The Russian Civil War
Posted on February 24th, 2017

Dr Ruwan M Jayatunge 

Shortly after the October Revolution in 1918 war between the Red guards and the White guards (Counter Revolutionary) was broke out. The conflict lasted until 1921. The Red and White fractions unleashed enormous brutality and cruelty on each other. The towns were burnt and villagers were left to starve. The peasants were forcibly recruited and set to the war fronts. The children became orphaned. The villages were deserted due to the conflict and hundreds of thousands became internally displaced.

After the October coup d’etat, Bolshevik authority rapidly spread throughout the country. The new regime, however, was able to hold the peripheries of the Russian Empire only temporarily and had to fight against a variety of local governments. In the South, in 19I7-I8, at least a dozen such governments resisted Soviet power, each representing different, often contradictory, social interests and regional or national aspirations. ‘The Volunteer Army of General Alekseev’ was by no means the most important or legitimate alternative to the Soviets in the South, nor was it regarded as such. At the same time, this Army, as the only anti-Bolshevik centre in the South, had clear all-national goals and claimed to be the only heir to legitimate all-Russian authority. With this perspective, it insisted on the continuation of the war with Germany as a task equally important to the fight against the Bolsheviks. It also opposed not only separatism, but even regional particularism in the South. With the passing of time, the movement became more rigid in this respect, increasingly alienating the Cossacks, who composed the majority of the Army. Furthermore, the Volunteer Army rejected any definite ‘pre-determination’ of the social, economic and political order of a future Russia. This meant that the movement could neither deliver the peace and land that the people (narod) wanted,  nor unequivocally guarantee the democracy and freedom that the educated society (obshchestvo) desired. An equally important negative element was the Army’s behaviour on the White-controlled territory.  Although the re-establishment of law and order was high in Denikin’s priorities, the Army frequently brought even more lawlessness and disorder to an already fragmented society.  It was often argued by the Whites themselves, and still is by some historians, that these factors severely handicapped anti-Bolshevik propaganda work and offered excellent material for Red agitation.   This opinion seems to overlook the analogous difficulties which con fronted Bolshevik propaganda. War Communism, as an ideology, did not possess popular appeal; since it included mass terror and requisitions, it quickly antagonized the population within its reach (Lazarski, 1992).

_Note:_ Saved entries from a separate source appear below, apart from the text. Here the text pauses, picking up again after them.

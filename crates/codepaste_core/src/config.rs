//! Configuration loading from environment variables.

use crate::constants::{DEFAULT_MAX_CODE_ATTEMPTS, DEFAULT_NAME_MIN_LEN, DEFAULT_PORT};
use crate::AppError;
use std::env;

/// Rules a name must satisfy before it reaches the registry.
///
/// The registry itself accepts any string, including the empty one; this
/// policy is where deployments decide what a valid user name looks like.
/// The default is stricter than the registry and rejects the empty name;
/// set `NAME_MIN_LEN=0` (or use [`NamePolicy::permissive`]) to accept it.
#[derive(Debug, Clone, PartialEq, Eq)]
pub struct NamePolicy {
    /// Minimum length in chars.
    pub min_len: usize,
    /// Maximum length in chars, unbounded when `None`.
    pub max_len: Option<usize>,
    /// Whether spaces, tabs, and newlines may appear in a name.
    pub allow_whitespace: bool,
}

impl Default for NamePolicy {
    fn default() -> Self {
        Self {
            min_len: DEFAULT_NAME_MIN_LEN,
            max_len: None,
            allow_whitespace: true,
        }
    }
}

impl NamePolicy {
    /// Policy that accepts every string, including the empty one.
    pub fn permissive() -> Self {
        Self {
            min_len: 0,
            max_len: None,
            allow_whitespace: true,
        }
    }

    /// Check `name` against this policy.
    ///
    /// # Errors
    /// Returns [`AppError::BadRequest`] naming the violated rule.
    pub fn validate(&self, name: &str) -> Result<(), AppError> {
        let len = name.chars().count();
        if len < self.min_len {
            return Err(AppError::BadRequest(format!(
                "Name must be at least {} characters",
                self.min_len
            )));
        }
        if let Some(max_len) = self.max_len {
            if len > max_len {
                return Err(AppError::BadRequest(format!(
                    "Name must be at most {} characters",
                    max_len
                )));
            }
        }
        if !self.allow_whitespace && name.chars().any(char::is_whitespace) {
            return Err(AppError::BadRequest(
                "Name must not contain whitespace".to_string(),
            ));
        }
        Ok(())
    }
}

/// Runtime configuration for CodePaste.
#[derive(Debug, Clone)]
pub struct Config {
    pub port: u16,
    pub max_code_attempts: usize,
    pub name_policy: NamePolicy,
}

impl Default for Config {
    fn default() -> Self {
        Self {
            port: DEFAULT_PORT,
            max_code_attempts: DEFAULT_MAX_CODE_ATTEMPTS,
            name_policy: NamePolicy::default(),
        }
    }
}

/// Parse a boolean-like environment flag value.
///
/// # Supported Values
/// - Truthy: `1`, `true`, `yes`, `on`
/// - Falsy: `0`, `false`, `no`, `off`, empty string
///
/// Matching is case-insensitive and ignores surrounding whitespace.
///
/// # Returns
/// `Some(bool)` when the value is recognized, otherwise `None`.
pub fn parse_env_flag(value: &str) -> Option<bool> {
    let normalized = value.trim().to_ascii_lowercase();
    match normalized.as_str() {
        "1" | "true" | "yes" | "on" => Some(true),
        "" | "0" | "false" | "no" | "off" => Some(false),
        _ => None,
    }
}

/// Read a boolean flag from the environment.
///
/// Missing or unrecognized values are treated as `false`.
pub fn env_flag_enabled(name: &str) -> bool {
    env_flag_or(name, false)
}

fn env_flag_or(name: &str, default: bool) -> bool {
    env::var(name)
        .ok()
        .and_then(|value| parse_env_flag(&value))
        .unwrap_or(default)
}

fn env_parsed<T: std::str::FromStr>(name: &str) -> Option<T> {
    let value = env::var(name).ok()?;
    match value.trim().parse() {
        Ok(parsed) => Some(parsed),
        Err(_) => {
            tracing::warn!("Ignoring invalid {}='{}'", name, value);
            None
        }
    }
}

impl Config {
    /// Load configuration from environment variables.
    ///
    /// # Returns
    /// A populated [`Config`] with defaults applied when env vars are missing
    /// or unparsable.
    pub fn from_env() -> Self {
        let defaults = NamePolicy::default();
        Self {
            port: env_parsed("PORT").unwrap_or(DEFAULT_PORT),
            max_code_attempts: env_parsed("CODE_MAX_ATTEMPTS")
                .unwrap_or(DEFAULT_MAX_CODE_ATTEMPTS)
                .max(1),
            name_policy: NamePolicy {
                min_len: env_parsed("NAME_MIN_LEN").unwrap_or(defaults.min_len),
                max_len: env_parsed("NAME_MAX_LEN"),
                allow_whitespace: env_flag_or("NAME_ALLOW_WHITESPACE", defaults.allow_whitespace),
            },
        }
    }
}
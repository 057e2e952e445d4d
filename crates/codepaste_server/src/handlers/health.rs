//! Health endpoint.

use crate::{error::HttpError, AppState};
use axum::{extract::State, Json};
use serde::Serialize;

/// Health payload with live counters.
#[derive(Debug, Serialize)]
pub struct HealthResponse {
    pub status: &'static str,
    pub users: usize,
    pub pastes: usize,
}

/// Report liveness plus how many users and pastes are held in memory.
///
/// # Errors
/// Returns `500` when a store lock is poisoned.
pub async fn health(State(state): State<AppState>) -> Result<Json<HealthResponse>, HttpError> {
    Ok(Json(HealthResponse {
        status: "ok",
        users: state.service.users().len()?,
        pastes: state.service.pastes().len()?,
    }))
}
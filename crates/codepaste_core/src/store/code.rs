//! Retrieval-code generation.
//!
//! Each code is `CODE_LENGTH` random bytes mapped through
//! `CODE_ALPHABET[byte % 10]`. Since 256 is not a multiple of 10, residues
//! `0..=5` (digits `1` to `6`) come up with probability 26/256 and the rest
//! with 25/256. That skew is part of the output distribution and is kept as
//! is.

use crate::constants::{CODE_ALPHABET, CODE_LENGTH};
use crate::models::RetrievalCode;
use crate::AppError;
use rand::rngs::OsRng;
use rand::RngCore;

/// Source of random bytes for code generation.
pub trait CodeSource: Send + Sync {
    /// Fill `buf` entirely with random bytes.
    ///
    /// # Errors
    /// Returns [`AppError::RandomnessUnavailable`] when no bytes can be drawn.
    fn fill(&self, buf: &mut [u8]) -> Result<(), AppError>;
}

/// Operating-system CSPRNG.
#[derive(Debug, Default, Clone, Copy)]
pub struct OsCodeSource;

impl CodeSource for OsCodeSource {
    fn fill(&self, buf: &mut [u8]) -> Result<(), AppError> {
        OsRng
            .try_fill_bytes(buf)
            .map_err(|err| AppError::RandomnessUnavailable(err.to_string()))
    }
}

/// Map raw bytes onto the code alphabet.
pub fn digits_from_bytes(bytes: &[u8]) -> String {
    bytes
        .iter()
        .map(|byte| char::from(CODE_ALPHABET[usize::from(*byte) % CODE_ALPHABET.len()]))
        .collect()
}

/// Draw one candidate code from `source`.
///
/// # Errors
/// Propagates [`AppError::RandomnessUnavailable`] from the source.
pub fn generate_code(source: &dyn CodeSource) -> Result<RetrievalCode, AppError> {
    let mut buf = [0u8; CODE_LENGTH];
    source.fill(&mut buf)?;
    Ok(RetrievalCode::from_generated(digits_from_bytes(&buf)))
}
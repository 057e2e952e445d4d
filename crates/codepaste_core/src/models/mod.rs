//! Data models used by the API and in-memory stores.

/// Retrieval-code newtype and parsing.
pub mod code;
/// Paste record and upload request models.
pub mod paste;


pub use code::RetrievalCode;
pub use paste::{PasteKind, PasteRecord, UploadRequest};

Sean Guillory describes the hidden pain and agony of the young Komsomol (members of the Soviet youth organization) members who took part in the Russian civil war.

Komsomol literature in the 1920s repeatedly evoked the memory of the civil war as a means to inspire young communists to sacrifice themselves for the construction of socialism……………………Experiencing violence was central to the darker side of the Komsomol civil war veteran. As Joshua Sanborn has noted, performing violence was necessary for inclusion in the nation, but the promotion of brutality was a slippery slope, for destructive violence tended to outstrip its productive virtue. Indeed, as Sanborn shows, the omnipresence of violence during World War I and the civil war.

Komsomol civil war memoirs display ambivalence toward the civil war. This contrasts with our broader understanding of the war’s memory as a heroic period in which communists sacrificed themselves wholeheartedly for the revolution. Alongside a narrative that framed the war as a heroic epoch,” veterans voiced confusion, personal loss, hardship, physical suffering, and fear in the face of death.

It is precisely because of these elements that Komsomol civil war narratives can be seen as part of the important phenomenon of war remembrance at the turn of the century. These narratives, like many of their European counterparts, are ultimately personal stories that attempt to come to terms with the personal transformations that war brought upon young soldiers and to render the strangeness of these experiences understandable to both the readers and the soldiers themselves.

Nikolay Ostrovsky, the author of the well-known novel How the Steel Was Tempered” participated in the Russian Civil War as a young Komsomol. He was 15 years of old and never had any military training. In autumn 1920 Ostrovsky was seriously wounded in the back, and then demobilized from the Red Guards. These wounds made him lifelong physical and psychological consequences. In the later years he was blind and paralyzed. Ostrovsky died in 1936 aged 32.

In the Russian civil war, nearly 10 million people were perished.  A considerable numbers died due to starvation and disease. The Civil War was a cataclysm in astronomical proportions to the people.

At the end of the Civil War despite all the negative psycho social consequences Trotsky wrote: in the unstable poise of a scale only a small weight is enough to decide. That small weight was probably the Party.